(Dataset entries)
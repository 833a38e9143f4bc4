//! Core error types for studypulse-core.
//!
//! This module defines the error hierarchy using thiserror. Input values are
//! clamped rather than rejected, so errors only come from configuration and
//! model artifacts.

use std::path::PathBuf;
use thiserror::Error;

/// Core error type for studypulse-core.
#[derive(Error, Debug)]
pub enum CoreError {
    /// Configuration-related errors
    #[error("Configuration error: {0}")]
    Config(#[from] ConfigError),

    /// Model artifact or prediction errors
    #[error("Model error: {0}")]
    Model(#[from] ModelError),

    /// Validation errors
    #[error("Validation error: {0}")]
    Validation(#[from] ValidationError),

    /// Serialization/deserialization errors
    #[error("JSON error: {0}")]
    Json(#[from] serde_json::Error),
}

/// Configuration-specific errors.
#[derive(Error, Debug)]
pub enum ConfigError {
    /// Failed to load configuration
    #[error("Failed to load configuration from {path}: {message}")]
    LoadFailed { path: PathBuf, message: String },

    /// Failed to save configuration
    #[error("Failed to save configuration to {path}: {message}")]
    SaveFailed { path: PathBuf, message: String },

    /// Invalid configuration value
    #[error("Invalid configuration value for '{key}': {message}")]
    InvalidValue { key: String, message: String },

    /// Unknown dot-path key
    #[error("Unknown configuration key: {0}")]
    UnknownKey(String),

    /// Could not resolve the data directory
    #[error("Could not resolve data directory: {0}")]
    DataDir(String),
}

/// Model artifact and invocation errors.
#[derive(Error, Debug)]
pub enum ModelError {
    /// Artifact file could not be read
    #[error("Model artifact not found at {path}: {source}")]
    ArtifactMissing {
        path: PathBuf,
        #[source]
        source: std::io::Error,
    },

    /// Artifact file is not valid JSON for the artifact schema
    #[error("Malformed model artifact at {path}: {message}")]
    MalformedArtifact { path: PathBuf, message: String },

    /// Artifact was loaded into the wrong slot
    #[error("Model '{name}' is a {found} model, expected {expected}")]
    WrongKind {
        name: String,
        expected: String,
        found: String,
    },

    /// Artifact references columns the feature row does not have
    #[error("Schema mismatch for model '{model}': {message}")]
    SchemaMismatch { model: String, message: String },

    /// Model produced NaN or infinity
    #[error("Model '{model}' produced a non-finite output")]
    NonFiniteOutput { model: String },
}

/// Validation errors.
#[derive(Error, Debug)]
pub enum ValidationError {
    /// Weight outside the allowed range
    #[error("Weight '{name}' must be finite and non-negative, got {value}")]
    InvalidWeight { name: String, value: f64 },

    /// Thresholds not strictly descending
    #[error(
        "Burnout thresholds must be strictly descending: \
         very_high={very_high}, high={high}, moderate={moderate}"
    )]
    ThresholdOrder {
        very_high: f64,
        high: f64,
        moderate: f64,
    },

    /// Invalid value
    #[error("Invalid value for '{field}': {message}")]
    InvalidValue { field: String, message: String },
}

/// Result type alias for CoreError
pub type Result<T, E = CoreError> = std::result::Result<T, E>;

- **Task requirements**: All of the data above should be set down again exactly.

- **Response to this task**:
repository 833a38e9143f4bc4
//! Core error types for studypulse-core.
//!
//! This module defines the error hierarchy using thiserror. Input values are
//! clamped rather than rejected, so errors only come from configuration and
//! model artifacts.

use std::path::PathBuf;
use thiserror::Error;

/// Core error type for studypulse-core.
#[derive(Error, Debug)]
pub enum CoreError {
    /// Configuration-related errors
    #[error("Configuration error: {0}")]
    Config(#[from] ConfigError),

    /// Model artifact or prediction errors
    #[error("Model error: {0}")]
    Model(#[from] ModelError),

    /// Validation errors
    #[error("Validation error: {0}")]
    Validation(#[from] ValidationError),

    /// Serialization/deserialization errors
    #[error("JSON error: {0}")]
    Json(#[from] serde_json::Error),
}

/// Configuration-specific errors.
#[derive(Error, Debug)]
pub enum ConfigError {
    /// Failed to load configuration
    #[error("Failed to load configuration from {path}: {message}")]
    LoadFailed { path: PathBuf, message: String },

    /// Failed to save configuration
    #[error("Failed to save configuration to {path}: {message}")]
    SaveFailed { path: PathBuf, message: String },

    /// Invalid configuration value
    #[error("Invalid configuration value for '{key}': {message}")]
    InvalidValue { key: String, message: String },

    /// Unknown dot-path key
    #[error("Unknown configuration key: {0}")]
    UnknownKey(String),

    /// Could not resolve the data directory
    #[error("Could not resolve data directory: {0}")]
    DataDir(String),
}

/// Model artifact and invocation errors.
#[derive(Error, Debug)]
pub enum ModelError {
    /// Artifact file could not be read
    #[error("Model artifact not found at {path}: {source}")]
    ArtifactMissing {
        path: PathBuf,
        #[source]
        source: std::io::Error,
    },

    /// Artifact file is not valid JSON for the artifact schema
    #[error("Malformed model artifact at {path}: {message}")]
    MalformedArtifact { path: PathBuf, message: String },

    /// Artifact was loaded into the wrong slot
    #[error("Model '{name}' is a {found} model, expected {expected}")]
    WrongKind {
        name: String,
        expected: String,
        found: String,
    },

    /// Artifact references columns the feature row does not have
    #[error("Schema mismatch for model '{model}': {message}")]
    SchemaMismatch { model: String, message: String },

    /// Model produced NaN or infinity
    #[error("Model '{model}' produced a non-finite output")]
    NonFiniteOutput { model: String },
}

/// Validation errors.
#[derive(Error, Debug)]
pub enum ValidationError {
    /// Weight outside the allowed range
    #[error("Weight '{name}' must be finite and non-negative, got {value}")]
    InvalidWeight { name: String, value: f64 },

    /// Thresholds not strictly descending
    #[error(
        "Burnout thresholds must be strictly descending: \
         very_high={very_high}, high={high}, moderate={moderate}"
    )]
    ThresholdOrder {
        very_high: f64,
        high: f64,
        moderate: f64,
    },

    /// Invalid value
    #[error("Invalid value for '{field}': {message}")]
    InvalidValue { field: String, message: String },
}

/// Result type alias for CoreError
pub type Result<T, E = CoreError> = std::result::Result<T, E>;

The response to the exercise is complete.